Re: South Asian languages (25+): a multi-language, etymological dictionary on CD-ROM; 
Author: Dr. S. Kalyanaraman  (After 1 March 1995:) 20/7 Warren Road, Mylapore, Madras 600004; Tel. 91-44-493-6288; Fax. 91-44-499-6380

The monumental work is 2,500 pages in fine print.
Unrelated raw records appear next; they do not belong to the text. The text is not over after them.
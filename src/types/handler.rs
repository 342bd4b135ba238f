//! Type handler registrations: value type -> wire type -> handler.

use super::{JdbcType, TypeDescriptor, TypeKind, TypeRef};
use crate::error::{SqlMapError, SqlMapResult};
use std::collections::HashMap;

const HANDLER_SCOPE: &str = "sqlsession::types::handler";

/// Handler used for enums unless `defaultEnumTypeHandler` names another one.
pub const ENUM_TYPE_HANDLER: &str = "sqlsession::types::handler::EnumTypeHandler";

pub(super) fn builtin_handlers() -> Vec<TypeDescriptor> {
    let handler = |simple: &str| {
        TypeDescriptor::new(format!("{}::{}", HANDLER_SCOPE, simple), TypeKind::TypeHandler)
    };
    vec![
        handler("StringTypeHandler").maps("String"),
        handler("BooleanTypeHandler").maps("Option<bool>").maps("bool"),
        handler("ByteTypeHandler").maps("Option<i8>").maps("i8"),
        handler("ShortTypeHandler").maps("Option<i16>").maps("i16"),
        handler("IntegerTypeHandler").maps("Option<i32>").maps("i32"),
        handler("LongTypeHandler").maps("Option<i64>").maps("i64"),
        handler("FloatTypeHandler").maps("Option<f32>").maps("f32"),
        handler("DoubleTypeHandler").maps("Option<f64>").maps("f64"),
        handler("DateTypeHandler").maps("std::time::SystemTime"),
        handler("EnumTypeHandler"),
        handler("EnumOrdinalTypeHandler"),
    ]
}

/// Registered handlers.
///
/// A registration without a wire type is the default for its value type. Handlers that
/// declare no value type are kept aside until a mapping names the value type explicitly.
#[derive(Debug, Clone, Default)]
pub struct TypeHandlerRegistry {
    by_value: HashMap<String, HashMap<Option<JdbcType>, TypeRef>>,
    unmapped: Vec<TypeRef>,
}

impl TypeHandlerRegistry {
    pub fn new() -> Self {
        Self::default()
    }

    /// Registry holding the built-in handlers from `catalog`.
    pub fn with_builtins(catalog: &super::TypeCatalog) -> SqlMapResult<Self> {
        let mut registry = Self::new();
        for handler in catalog.scan(HANDLER_SCOPE, TypeKind::TypeHandler) {
            registry.register_mapped(handler)?;
        }
        Ok(registry)
    }

    /// Register `handler` for `value_type` and an optional wire type.
    pub fn register(
        &mut self,
        value_type: &TypeRef,
        jdbc_type: Option<JdbcType>,
        handler: TypeRef,
    ) -> SqlMapResult<()> {
        Self::ensure_handler(&handler)?;
        self.by_value
            .entry(value_type.name().to_string())
            .or_default()
            .insert(jdbc_type, handler);
        Ok(())
    }

    /// Register `handler` for the value types it declares.
    pub fn register_mapped(&mut self, handler: TypeRef) -> SqlMapResult<()> {
        Self::ensure_handler(&handler)?;
        if handler.mapped_types().is_empty() {
            if !self.unmapped.contains(&handler) {
                self.unmapped.push(handler);
            }
            return Ok(());
        }
        for value_type in handler.mapped_types() {
            self.by_value
                .entry(value_type.clone())
                .or_default()
                .insert(None, handler.clone());
        }
        Ok(())
    }

    /// Handler for a value type, preferring an exact wire-type match over the default.
    pub fn handler_for(&self, value_type: &str, jdbc_type: Option<JdbcType>) -> Option<&TypeRef> {
        let handlers = self.by_value.get(value_type)?;
        jdbc_type
            .and_then(|jt| handlers.get(&Some(jt)))
            .or_else(|| handlers.get(&None))
    }

    pub fn has_handler(&self, value_type: &str) -> bool {
        self.by_value.contains_key(value_type)
    }

    pub fn unmapped(&self) -> &[TypeRef] {
        &self.unmapped
    }

    fn ensure_handler(handler: &TypeRef) -> SqlMapResult<()> {
        if handler.is_assignable_to(TypeKind::TypeHandler) {
            Ok(())
        } else {
            Err(SqlMapError::type_mismatch(
                handler.name(),
                TypeKind::TypeHandler.describe(),
            ))
        }
    }
}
It  has 8,000 head semantic-clusters which            encompass over 1.5 million  words. [Thus over 4000 headword of Burrow and Emeneau's 
Dravidian  etyma coalesce into over 12,000 headwords of Turner's Indo-Aryan etyma 
and hundreds of Santali/Mundari/Sora lexemes to generate a semantic 
super-set of Vaak or Sarasvati or Braahmi which may be appropriate 
appellations for the ancient South Asian lingua franca.]

The work was prepared on WordPerfect 5.1 and occupied 25MB of disk space. 
I do not know the publisher's price for the CD-ROM. This  work which marks a change of
paradigm in South Asian language studies, will  be of interest to the indology group;  
for further details on the multi-media multi-language comparative dictionary of south asian languages, contact: Scanrom Publications, 401 Church Avenue, Cedarhurst, N.Y. 11516; Tel. 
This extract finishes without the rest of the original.